Auto-entrepreneurs: Employers or Suckers?
Facing members of the public on a live television debate in 2009, French President Nicolas Sarkozy defended his economic policies. On the show was a carefully selected young entrepreneur, Elodie, a wedding planner, who took advantage of the new tax-incentived “Auto-Entrepreneur” status to launch her own business. To Nicolas Sarkozy the plan is one way to reduce unemployment; now the status of Auto-Entrepreneur is fast becoming a “social phenomenon”. In the first two years alone 600,000 people in France created their own companies.

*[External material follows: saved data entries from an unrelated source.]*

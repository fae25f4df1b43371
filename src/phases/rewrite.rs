//! Rewrite phase.
//! Plain literal substitution over whole files, applied in declared order.
//! A file is written back only when its content actually changed.

use std::fs;
use std::path::Path;
use tracing::{debug, error, info};

use crate::plan::RewriteRule;
use crate::runlog::RunLog;

/// Apply every rule to its target file. Returns how many files were updated.
///
/// Missing targets are skipped silently. Matching is plain substring
/// replacement of every occurrence, so strings and comments are rewritten
/// too; that is the contract, not a defect.
pub fn apply_rewrites(root: &Path, rules: &[RewriteRule], log: &mut RunLog) -> usize {
    let mut updated = 0;
    for rule in rules {
        let path = root.join(&rule.file);
        if !path.exists() {
            debug!(file = %rule.file.display(), "Rewrite target absent; skipping");
            continue;
        }
        let original = match fs::read_to_string(&path) {
            Ok(content) => content,
            Err(e) => {
                error!(file = %rule.file.display(), error = %e, "Failed to read rewrite target");
                log.record_error(format!("read {}: {e}", rule.file.display()));
                continue;
            }
        };

        let mut content = original.clone();
        for (from, to) in &rule.substitutions {
            content = content.replace(from.as_str(), to);
        }

        if content == original {
            debug!(file = %rule.file.display(), "No rewrite needed");
            continue;
        }
        match fs::write(&path, &content) {
            Ok(()) => {
                info!(file = %rule.file.display(), "Updated references");
                updated += 1;
            }
            Err(e) => {
                error!(file = %rule.file.display(), error = %e, "Failed to write rewrite target");
                log.record_error(format!("write {}: {e}", rule.file.display()));
            }
        }
    }
    updated
}

#[cfg(test)]
mod tests {
    use super::*;
    use crate::plan::RewriteRule;
    use crate::runlog::RunLog;
    use tempfile::tempdir;

    #[test]
    fn substitutions_apply_in_declared_order() {
        let dir = tempdir().unwrap();
        fs::write(dir.path().join("a.py"), "x = \"models\"\n").unwrap();

        // The first rule consumes the match; the second never fires.
        let rules = vec![RewriteRule::new(
            "a.py",
            vec![
                ("\"models\"".to_string(), "\"assets/models\"".to_string()),
                ("x = \"models\"".to_string(), "y = \"nope\"".to_string()),
            ],
        )];
        let mut log = RunLog::new();
        let updated = apply_rewrites(dir.path(), &rules, &mut log);

        assert_eq!(updated, 1);
        assert!(!log.has_errors());
        let content = fs::read_to_string(dir.path().join("a.py")).unwrap();
        assert_eq!(content, "x = \"assets/models\"\n");
    }

    #[test]
    fn unchanged_files_are_not_counted_as_updates() {
        let dir = tempdir().unwrap();
        fs::write(dir.path().join("a.py"), "print('hi')\n").unwrap();

        let rules = vec![RewriteRule::new(
            "a.py",
            vec![("\"models\"".to_string(), "\"assets/models\"".to_string())],
        )];
        let mut log = RunLog::new();
        assert_eq!(apply_rewrites(dir.path(), &rules, &mut log), 0);
        assert!(!log.has_errors());
    }

    #[test]
    fn missing_targets_are_silent() {
        let dir = tempdir().unwrap();
        let rules = vec![RewriteRule::new(
            "gone.py",
            vec![("a".to_string(), "b".to_string())],
        )];
        let mut log = RunLog::new();
        assert_eq!(apply_rewrites(dir.path(), &rules, &mut log), 0);
        assert!(!log.has_errors());
    }
}
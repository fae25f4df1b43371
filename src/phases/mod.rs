//! The reorganization phases, run in fixed order.

mod backup;
mod cleanup;
mod layout;
mod markers;
mod moves;
mod report;
mod rewrite;

pub use backup::create_backup;
pub use cleanup::delete_obsolete;
pub use layout::create_directories;
pub use markers::create_package_markers;
pub use moves::relocate;
pub use report::write_report;
pub use rewrite::apply_rewrites;

use anyhow::Result;
use std::path::{Path, PathBuf};
use tracing::{error, info};

use crate::plan::Plan;
use crate::runlog::RunLog;

/// What a completed run leaves behind for the caller.
#[derive(Debug)]
pub struct RunReport {
    pub backup_dir: PathBuf,
    pub log: RunLog,
}

/// Execute the full reorganization against `root`.
///
/// The backup is the only fatal step; it runs before anything is mutated.
/// Every later failure is recorded in the run log and the remaining phases
/// still execute. Safe to run again: moves and rewrites check their
/// postconditions first, so a second pass changes nothing beyond a fresh
/// backup and report.
pub fn run(plan: &Plan, root: &Path) -> Result<RunReport> {
    let backup_dir = create_backup(plan, root)?;
    info!(backup = %backup_dir.display(), "Backup complete");

    let mut log = RunLog::new();
    create_directories(plan, root, &mut log);
    relocate(plan, root, &mut log);

    let updated = apply_rewrites(root, &plan.import_rewrites, &mut log);
    info!(files = updated, "Import rewrite pass complete");
    let updated = apply_rewrites(root, &plan.path_rewrites, &mut log);
    info!(files = updated, "Path rewrite pass complete");

    delete_obsolete(plan, root, &mut log);
    create_package_markers(plan, root, &mut log);

    if let Err(e) = write_report(plan, root, &backup_dir, &log) {
        error!(error = %e, "Failed to write the report");
        log.record_error(format!("write {}: {e}", plan.report_file.display()));
    }

    Ok(RunReport { backup_dir, log })
}
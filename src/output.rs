use owo_colors::OwoColorize;
use std::io::{self, Write};

/// Small wrapper around stdout/stderr printing to provide consistent, colored
/// user-facing messages. Colors are enabled only when the stream is a TTY.
fn stdout_tty() -> bool {
    atty::is(atty::Stream::Stdout)
}

fn stderr_tty() -> bool {
    atty::is(atty::Stream::Stderr)
}

pub fn print_info(msg: &str) {
    if stdout_tty() {
        println!("{} {}", "info:".cyan().bold(), msg);
    } else {
        println!("info: {}", msg);
    }
}

pub fn print_warn(msg: &str) {
    if stderr_tty() {
        eprintln!("{} {}", "warn:".yellow().bold(), msg);
    } else {
        eprintln!("warn: {}", msg);
    }
}

pub fn print_error(msg: &str) {
    if stderr_tty() {
        eprintln!("{} {}", "error:".red().bold(), msg);
    } else {
        eprintln!("error: {}", msg);
    }
}

pub fn print_success(msg: &str) {
    if stdout_tty() {
        println!("{} {}", "ok:".green().bold(), msg);
    } else {
        println!("ok: {}", msg);
    }
}

/// Print a plain user-facing line (no prefix). Use this for primary outputs
/// such as the banner and the closing summary.
pub fn print_user(msg: &str) {
    println!("{}", msg);
}

/// Print a prompt without a trailing newline and flush, so the question is
/// visible before reading the answer.
pub fn print_prompt(msg: &str) -> io::Result<()> {
    let mut out = io::stdout();
    if stdout_tty() {
        write!(out, "{} ", msg.bold())?;
    } else {
        write!(out, "{} ", msg)?;
    }
    out.flush()
}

Journalist Jean-Louis Perez took a close look and discovered under-hyped realities. Behind the apparent success, we find many abuses and a new kind of insecurity. Some employers are using the opportunity to avoid hiring employees under classic labour law to save on payroll taxes. Others dismiss employees with permanent contracts hiring them back immediately as auto entrepreneurs without any job security.
Jean-Louis Perez highlights the case of Miroslav in the Paris region. Unemployed, he took the status of auto entrepreneur to start his own business, assembling computers in his own living room. But after five months his turnover was still zero. Which is the case for one in two auto entrepreneurs in France. Because most of these enthusiastic new businessmen and women conduct no market research whatsoever. Sandrine, an interpreter and guide, denounces the practices of a travel agency that forced her to take the status of auto entrepreneur.
Stephane was an ambulance man on a permanent contract. He explains how his former employer made him take up the entrepreneur status and then sacked him overnight. During a job interview where journalist Jean-Louis Perez pretends to be a candidate, the boss even offers him to complete the application procedure on the official government website on his behalf. Although the auto entrepreneur status was never specified as a requirement in the job offer.
Interviewed for the documentary, the creator of the auto entrepreneur regime, former Minister Herve Novelli, insists it’s a success. Even if half of the businesses have generated no financial activity and those who manage to scrap some revenue averagely earn less than 800 Euros a month.